Basis and Derivative Transformation Question

True or False: Provide a QUICK proof or a COUNTER-EXAMPLE to each of the following:

1.) If v_{1},...,v_{n} are any vectors in a vector space V, then the set {v_{1},...,v_{n}} is a basis for the subspace span {v_{1},...,v_{n}}.

I believe that this is false because if you had n vectors which were scalar multiples of each other then it wouldn't be a basis because it couldn't span the subspace or wouldn't be linearly independent, which is required. Is that correct/ on the right track?

2.) The derivative transformation d/dx: R[x] ---> R[x] has no eigenvalues or eigenvectors.

I believe that this is false, but I'm less confident on this one. I was thinking if you took the derivative of degree 0 polynomials, i.e. any constant then things wouldn't work? Any help on this one would be appreciated!

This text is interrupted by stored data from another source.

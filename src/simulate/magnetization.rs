use num_complex::Complex64;

use crate::config::Precision;
use crate::util::Rotation;

/// Isochromat state of a group of voxels, stored as flat arrays. Spin `s` of
/// local voxel `v` is at `v * n_spins + s`.
#[derive(Debug, Clone)]
pub struct Magnetization {
    n_spins: usize,
    mx: Vec<f64>,
    my: Vec<f64>,
    mz: Vec<f64>,
}

impl Magnetization {
    /// Equilibrium state `(0, 0, PD)` for every spin.
    pub fn relaxed(pd: &[f64], n_spins: usize) -> Self {
        let n = pd.len() * n_spins;
        let mut state = Self {
            n_spins,
            mx: vec![0.0; n],
            my: vec![0.0; n],
            mz: vec![0.0; n],
        };
        state.reset(pd);
        state
    }

    pub fn reset(&mut self, pd: &[f64]) {
        self.mx.fill(0.0);
        self.my.fill(0.0);
        for (mz, &pd) in self.mz.chunks_mut(self.n_spins).zip(pd) {
            mz.fill(pd);
        }
    }

    pub fn n_spins(&self) -> usize {
        self.n_spins
    }

    fn range(&self, voxel: usize) -> std::ops::Range<usize> {
        voxel * self.n_spins..(voxel + 1) * self.n_spins
    }

    pub fn get(&self, voxel: usize, spin: usize) -> [f64; 3] {
        let i = voxel * self.n_spins + spin;
        [self.mx[i], self.my[i], self.mz[i]]
    }

    /// T1 recovery towards `pd` and T2 decay over `dt`. T1 and T2 must
    /// already be clamped to positive values.
    pub fn relax(&mut self, voxel: usize, dt: f64, t1: f64, t2: f64, pd: f64) {
        if dt == 0.0 {
            return;
        }
        let e1 = (-dt / t1).exp();
        let e2 = (-dt / t2).exp();
        let range = self.range(voxel);
        for mz in &mut self.mz[range.clone()] {
            *mz = *mz * e1 + pd * (1.0 - e1);
        }
        for mx in &mut self.mx[range.clone()] {
            *mx *= e2;
        }
        for my in &mut self.my[range] {
            *my *= e2;
        }
    }

    /// Rotates the transverse magnetization of every spin by
    /// `-(phase + omega[s] * dt)`, i.e. `Mxy <- Mxy * exp(-i * phi)`.
    /// `omega` holds the static offset of every spin of this voxel.
    pub fn precess(&mut self, voxel: usize, phase: f64, omega: &[f64], dt: f64) {
        debug_assert_eq!(omega.len(), self.n_spins);
        let range = self.range(voxel);
        let mx = &mut self.mx[range.clone()];
        let my = &mut self.my[range];

        for ((mx, my), &w) in mx.iter_mut().zip(my.iter_mut()).zip(omega) {
            let (s, c) = (phase + w * dt).sin_cos();
            let x = *mx;
            let y = *my;
            *mx = x * c + y * s;
            *my = y * c - x * s;
        }
    }

    pub fn excite(&mut self, voxel: usize, rotation: &Rotation) {
        for i in self.range(voxel) {
            let [x, y, z] = rotation.apply([self.mx[i], self.my[i], self.mz[i]]);
            self.mx[i] = x;
            self.my[i] = y;
            self.mz[i] = z;
        }
    }

    /// Transverse magnetization averaged over the isochromats of a voxel.
    pub fn transverse_mean(&self, voxel: usize) -> Complex64 {
        let range = self.range(voxel);
        let x: f64 = self.mx[range.clone()].iter().sum();
        let y: f64 = self.my[range].iter().sum();
        Complex64::new(x, y) / self.n_spins as f64
    }

    /// Perfect spoiling.
    pub fn spoil(&mut self) {
        self.mx.fill(0.0);
        self.my.fill(0.0);
    }

    pub fn round(&mut self, precision: Precision) {
        if precision == Precision::Double {
            return;
        }
        for x in self.mx.iter_mut().chain(&mut self.my).chain(&mut self.mz) {
            *x = precision.round(*x);
        }
    }
}

#[cfg(test)]
mod tests {
    use super::*;
    use assert2::check;
    use std::f64::consts::{FRAC_PI_2, PI};

    fn close(a: [f64; 3], b: [f64; 3]) -> bool {
        a.iter().zip(&b).all(|(x, y)| (x - y).abs() < 1e-12)
    }

    #[test]
    fn starts_at_equilibrium() {
        let state = Magnetization::relaxed(&[1.0, 0.5], 3);
        check!(state.get(0, 2) == [0.0, 0.0, 1.0]);
        check!(state.get(1, 0) == [0.0, 0.0, 0.5]);
        check!(state.transverse_mean(0) == Complex64::new(0.0, 0.0));
    }

    #[test]
    fn zero_duration_leaves_state_unchanged() {
        let mut state = Magnetization::relaxed(&[1.0], 2);
        state.excite(0, &Rotation::new(0.7, 0.2));
        let before = state.clone();

        state.relax(0, 0.0, 1.0, 0.1, 1.0);
        state.precess(0, 0.0, &[1000.0, -1000.0], 0.0);

        for s in 0..2 {
            check!(state.get(0, s) == before.get(0, s));
        }
    }

    #[test]
    fn relaxation() {
        let mut state = Magnetization::relaxed(&[1.0], 1);
        state.excite(0, &Rotation::new(FRAC_PI_2, FRAC_PI_2));
        check!(close(state.get(0, 0), [1.0, 0.0, 0.0]));

        state.relax(0, 0.1, 1.0, 0.1, 1.0);
        let m = state.get(0, 0);
        check!((m[0] - (-1.0_f64).exp()).abs() < 1e-12);
        check!((m[2] - (1.0 - (-0.1_f64).exp())).abs() < 1e-12);
    }

    #[test]
    fn precession_sign() {
        let mut state = Magnetization::relaxed(&[1.0], 2);
        state.excite(0, &Rotation::new(FRAC_PI_2, FRAC_PI_2));
        // Gradient phase of pi/2, spin 1 additionally gets pi/2 from its offset
        state.precess(0, FRAC_PI_2, &[0.0, PI], 0.5);
        check!(close(state.get(0, 0), [0.0, -1.0, 0.0]));
        check!(close(state.get(0, 1), [-1.0, 0.0, 0.0]));
    }

    #[test]
    fn spoiling_keeps_longitudinal() {
        let mut state = Magnetization::relaxed(&[2.0], 1);
        state.excite(0, &Rotation::new(PI / 3.0, 0.0));
        state.spoil();
        let m = state.get(0, 0);
        check!(m[0] == 0.0);
        check!(m[1] == 0.0);
        check!((m[2] - 1.0).abs() < 1e-12);
    }
}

Re: Basis and Derivative Transformation Question

Hey TimsBobby2.

For the first one: you need to consider the three axioms of the sub-space which are namely a) the zero vector being in the space, b) closure in the sub-space for scalar multiplication and addition.

The basis for a sub-space does not have to be the same as that for the whole space.

For number 2, you should firstly note that the transformation is square and secondly that you have non-zero eigenvalues if the determinant is non-zero.

When does the determinant with respect to the derivative be non-zero? (Hint: Think about when you have a minimum, maximum in a multivariable scenario).

Re: Basis and Derivative Transformation Question

Quote:

Originally Posted by

**TimsBobby2** True or False: Provide a QUICK proof or a COUNTER-EXAMPLE to each of the following:

1.) If v_{1},...,v_{n} are any vectors in a vector space V, then the set {v_{1},...,v_{n}} is a basis for the subspace span {v_{1},...,v_{n}}.

I believe that this is false because if you had n vectors which were scalar multiples of each other then it wouldn't be a basis because it couldn't span the subspace or wouldn't be linearly independent, which is required. Is that correct/ on the right track?

Yes, that is on the right track. Now, write out what you have said: Let $\displaystyle v_1$ be some vector v, then $\displaystyle v_2= 2v$, etc. A simpler example is just to include the 0 vector in the set!

Quote:

2.) The derivative transformation d/dx: R[x] ---> R[x] has no eigenvalues or eigenvectors.

I believe that this is false, but I'm less confident on this one. I was thinking if you took the derivative of degree 0 polynomials, i.e. any constant then things wouldn't work? Any help on this one would be appreciated!

I don't understand what you mean by "wouldn't work". It is certainly true that if f(x) is a constant then df/dx= 0. That is df/dx= 0f. What does that tell you about "eigenvalues" and "eigenvectors".